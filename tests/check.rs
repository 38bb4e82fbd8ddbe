#![cfg(feature = "async")]

use std::collections::HashMap;
use std::sync::Arc;
use std::time::Duration;

use pwd_hygiene::{
    BreachLookup, BreachStatus, CachedLookup, Criterion, HashPrefix, LookupError, PasswordChecker,
    PasswordHash, RangeEntry, StrengthLabel, evaluate_password_strength,
};
use secrecy::SecretString;
use serde_json::json;

/// In-memory corpus answering range queries like the real service would.
struct MemoryCorpus {
    ranges: HashMap<HashPrefix, Vec<RangeEntry>>,
}

impl MemoryCorpus {
    fn with_breached(passwords: &[(&str, u64)]) -> Self {
        let mut ranges: HashMap<HashPrefix, Vec<RangeEntry>> = HashMap::new();
        for (pwd, count) in passwords {
            let hash = PasswordHash::of(&secret(pwd));
            ranges.entry(hash.prefix()).or_default().push(RangeEntry {
                suffix: hash.suffix().to_string(),
                count: *count,
            });
        }
        Self { ranges }
    }
}

impl BreachLookup for MemoryCorpus {
    async fn query(&self, prefix: &HashPrefix) -> Result<Vec<RangeEntry>, LookupError> {
        Ok(self.ranges.get(prefix).cloned().unwrap_or_default())
    }
}

struct OfflineLookup;

impl BreachLookup for OfflineLookup {
    async fn query(&self, _prefix: &HashPrefix) -> Result<Vec<RangeEntry>, LookupError> {
        Err(LookupError::Unavailable("connection refused".into()))
    }
}

fn secret(pwd: &str) -> SecretString {
    SecretString::new(pwd.to_string().into())
}

#[tokio::test]
async fn breached_password_is_reported_with_count() {
    let corpus = MemoryCorpus::with_breached(&[("password", 3_861_493), ("letmein", 10)]);
    let checker = PasswordChecker::new(corpus, Duration::from_secs(1));

    let result = checker.check(&secret("password")).await;

    assert_eq!(result.breach.is_breached(), Some(true));
    assert_eq!(result.breach.verdict().unwrap().breach_count, 3_861_493);
    assert_eq!(result.assessment.label, StrengthLabel::Weak);
}

#[tokio::test]
async fn strong_unbreached_password_serializes_to_ui_shape() {
    let corpus = MemoryCorpus::with_breached(&[("password", 5)]);
    let checker = PasswordChecker::new(corpus, Duration::from_secs(1));

    let result = checker.check(&secret("Xk9#mQ2$vL7@pR4!wZ6&")).await;
    let value = serde_json::to_value(&result).unwrap();

    assert_eq!(value["score"], 100);
    assert_eq!(value["strength"], "very_strong");
    assert_eq!(value["is_breached"], false);
    assert_eq!(value["breach_count"], 0);
    assert_eq!(value["all_criteria_met"], true);
    assert_eq!(value["feedback"].as_array().unwrap().len(), 1);
    assert_eq!(value["criteria"].as_object().unwrap().len(), Criterion::ALL.len());
    assert!(value.get("breach_error").is_none());
    assert!(value.get("hash_prefix").is_none());
}

#[tokio::test]
async fn breached_strong_password_is_not_flagged_excellent() {
    let corpus = MemoryCorpus::with_breached(&[("Xk9#mQ2$vL7@pR4!wZ6&", 2)]);
    let checker = PasswordChecker::new(corpus, Duration::from_secs(1));

    let result = checker.check(&secret("Xk9#mQ2$vL7@pR4!wZ6&")).await;
    let value = serde_json::to_value(&result).unwrap();

    assert_eq!(value["is_breached"], true);
    assert_eq!(value["all_criteria_met"], false);
    assert!(value["criteria"].as_object().unwrap().values().all(|ok| ok == true));
    assert!(value["feedback"][0].as_str().unwrap().contains("2 known data breaches"));
}

#[tokio::test]
async fn offline_lookup_never_reports_clean() {
    let checker = PasswordChecker::new(OfflineLookup, Duration::from_secs(1));

    let result = checker.check(&secret("Xk9#mQ2$vL7@pR4!wZ6&")).await;

    assert!(matches!(result.breach, BreachStatus::Unavailable(_)));
    let value = serde_json::to_value(&result).unwrap();
    assert_eq!(value["is_breached"], json!(null));
    assert_eq!(value["breach_count"], json!(null));
    assert_eq!(
        value["breach_error"],
        "Breach lookup unavailable: connection refused"
    );
    // strength side still delivered
    assert_eq!(value["strength"], "very_strong");
}

#[tokio::test]
async fn cached_lookup_can_be_shared_between_checkers() {
    let corpus = MemoryCorpus::with_breached(&[("hunter2", 17)]);
    let cache = Arc::new(CachedLookup::new(corpus, Duration::from_secs(60), 32));

    let first = PasswordChecker::new(cache.clone(), Duration::from_secs(1));
    let second = PasswordChecker::new(cache.clone(), Duration::from_secs(1));

    assert_eq!(first.check(&secret("hunter2")).await.breach.is_breached(), Some(true));
    assert_eq!(second.check(&secret("hunter2")).await.breach.is_breached(), Some(true));
    assert_eq!(cache.len(), 1);
}

#[test]
fn evaluation_properties() {
    let empty = evaluate_password_strength(&secret(""));
    assert_eq!(empty.score.value(), 0);
    assert_eq!(empty.label, StrengthLabel::Weak);
    assert!(empty.criteria.iter().all(|(_, ok)| !ok));

    let repeated = evaluate_password_strength(&secret("aaaaaaaa"));
    assert!(repeated.criteria.get(Criterion::MinLength8));
    assert!(!repeated.criteria.get(Criterion::NoRepeatedRun));

    let sequential = evaluate_password_strength(&secret("abcdefgh"));
    assert!(!sequential.criteria.get(Criterion::NoSequentialRun));

    let strong = evaluate_password_strength(&secret("Xk9#mQ2$vL7@pR4!wZ6&"));
    assert_eq!(strong.label, StrengthLabel::VeryStrong);
    assert!(strong.criteria.iter().all(|(_, ok)| ok));
}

———

How to complete this task: All lines above are to be transcribed exactly.

Answer for the task:
filename tests/check.rs
repository 38bb4e82fbd8ddbe
#![cfg(feature = "async")]

use std::collections::HashMap;
use std::sync::Arc;
use std::time::Duration;

use pwd_hygiene::{
    BreachLookup, BreachStatus, CachedLookup, Criterion, HashPrefix, LookupError, PasswordChecker,
    PasswordHash, RangeEntry, StrengthLabel, evaluate_password_strength,
};
use secrecy::SecretString;
use serde_json::json;

/// In-memory corpus answering range queries like the real service would.
struct MemoryCorpus {
    ranges: HashMap<HashPrefix, Vec<RangeEntry>>,
}

impl MemoryCorpus {
    fn with_breached(passwords: &[(&str, u64)]) -> Self {
        let mut ranges: HashMap<HashPrefix, Vec<RangeEntry>> = HashMap::new();
        for (pwd, count) in passwords {
            let hash = PasswordHash::of(&secret(pwd));
            ranges.entry(hash.prefix()).or_default().push(RangeEntry {
                suffix: hash.suffix().to_string(),
                count: *count,
            });
        }
        Self { ranges }
    }
}

impl BreachLookup for MemoryCorpus {
    async fn query(&self, prefix: &HashPrefix) -> Result<Vec<RangeEntry>, LookupError> {
        Ok(self.ranges.get(prefix).cloned().unwrap_or_default())
    }
}

struct OfflineLookup;

impl BreachLookup for OfflineLookup {
    async fn query(&self, _prefix: &HashPrefix) -> Result<Vec<RangeEntry>, LookupError> {
        Err(LookupError::Unavailable("connection refused".into()))
    }
}

fn secret(pwd: &str) -> SecretString {
    SecretString::new(pwd.to_string().into())
}

#[tokio::test]
async fn breached_password_is_reported_with_count() {
    let corpus = MemoryCorpus::with_breached(&[("password", 3_861_493), ("letmein", 10)]);
    let checker = PasswordChecker::new(corpus, Duration::from_secs(1));

    let result = checker.check(&secret("password")).await;

    assert_eq!(result.breach.is_breached(), Some(true));
    assert_eq!(result.breach.verdict().unwrap().breach_count, 3_861_493);
    assert_eq!(result.assessment.label, StrengthLabel::Weak);
}

#[tokio::test]
async fn strong_unbreached_password_serializes_to_ui_shape() {
    let corpus = MemoryCorpus::with_breached(&[("password", 5)]);
    let checker = PasswordChecker::new(corpus, Duration::from_secs(1));

    let result = checker.check(&secret("Xk9#mQ2$vL7@pR4!wZ6&")).await;
    let value = serde_json::to_value(&result).unwrap();

    assert_eq!(value["score"], 100);
    assert_eq!(value["strength"], "very_strong");
    assert_eq!(value["is_breached"], false);
    assert_eq!(value["breach_count"], 0);
    assert_eq!(value["all_criteria_met"], true);
    assert_eq!(value["feedback"].as_array().unwrap().len(), 1);
    assert_eq!(value["criteria"].as_object().unwrap().len(), Criterion::ALL.len());
    assert!(value.get("breach_error").is_none());
    assert!(value.get("hash_prefix").is_none());
}

#[tokio::test]
async fn breached_strong_password_is_not_flagged_excellent() {
    let corpus = MemoryCorpus::with_breached(&[("Xk9#mQ2$vL7@pR4!wZ6&", 2)]);
    let checker = PasswordChecker::new(corpus, Duration::from_secs(1));

    let result = checker.check(&secret("Xk9#mQ2$vL7@pR4!wZ6&")).await;
    let value = serde_json::to_value(&result).unwrap();

    assert_eq!(value["is_breached"], true);
    assert_eq!(value["all_criteria_met"], false);
    assert!(value["criteria"].as_object().unwrap().values().all(|ok| ok == true));
    assert!(value["feedback"][0].as_str().unwrap().contains("2 known data breaches"));
}

#[tokio::test]
async fn offline_lookup_never_reports_clean() {
    let checker = PasswordChecker::new(OfflineLookup, Duration::from_secs(1));

    let result = checker.check(&secret("Xk9#mQ2$vL7@pR4!wZ6&")).await;

    assert!(matches!(result.breach, BreachStatus::Unavailable(_)));
    let value = serde_json::to_value(&result).unwrap();
    assert_eq!(value["is_breached"], json!(null));
    assert_eq!(value["breach_count"], json!(null));
    assert_eq!(
        value["breach_error"],
        "Breach lookup unavailable: connection refused"
    );
    // strength side still delivered
    assert_eq!(value["strength"], "very_strong");
}

#[tokio::test]
async fn cached_lookup_can_be_shared_between_checkers() {
    let corpus = MemoryCorpus::with_breached(&[("hunter2", 17)]);
    let cache = Arc::new(CachedLookup::new(corpus, Duration::from_secs(60), 32));

    let first = PasswordChecker::new(cache.clone(), Duration::from_secs(1));
    let second = PasswordChecker::new(cache.clone(), Duration::from_secs(1));

    assert_eq!(first.check(&secret("hunter2")).await.breach.is_breached(), Some(true));
    assert_eq!(second.check(&secret("hunter2")).await.breach.is_breached(), Some(true));
    assert_eq!(cache.len(), 1);
}

#[test]
fn evaluation_properties() {
    let empty = evaluate_password_strength(&secret(""));
    assert_eq!(empty.score.value(), 0);
    assert_eq!(empty.label, StrengthLabel::Weak);
    assert!(empty.criteria.iter().all(|(_, ok)| !ok));

    let repeated = evaluate_password_strength(&secret("aaaaaaaa"));
    assert!(repeated.criteria.get(Criterion::MinLength8));
    assert!(!repeated.criteria.get(Criterion::NoRepeatedRun));

    let sequential = evaluate_password_strength(&secret("abcdefgh"));
    assert!(!sequential.criteria.get(Criterion::NoSequentialRun));

    let strong = evaluate_password_strength(&secret("Xk9#mQ2$vL7@pR4!wZ6&"));
    assert_eq!(strong.label, StrengthLabel::VeryStrong);
    assert!(strong.criteria.iter().all(|(_, ok)| ok));
}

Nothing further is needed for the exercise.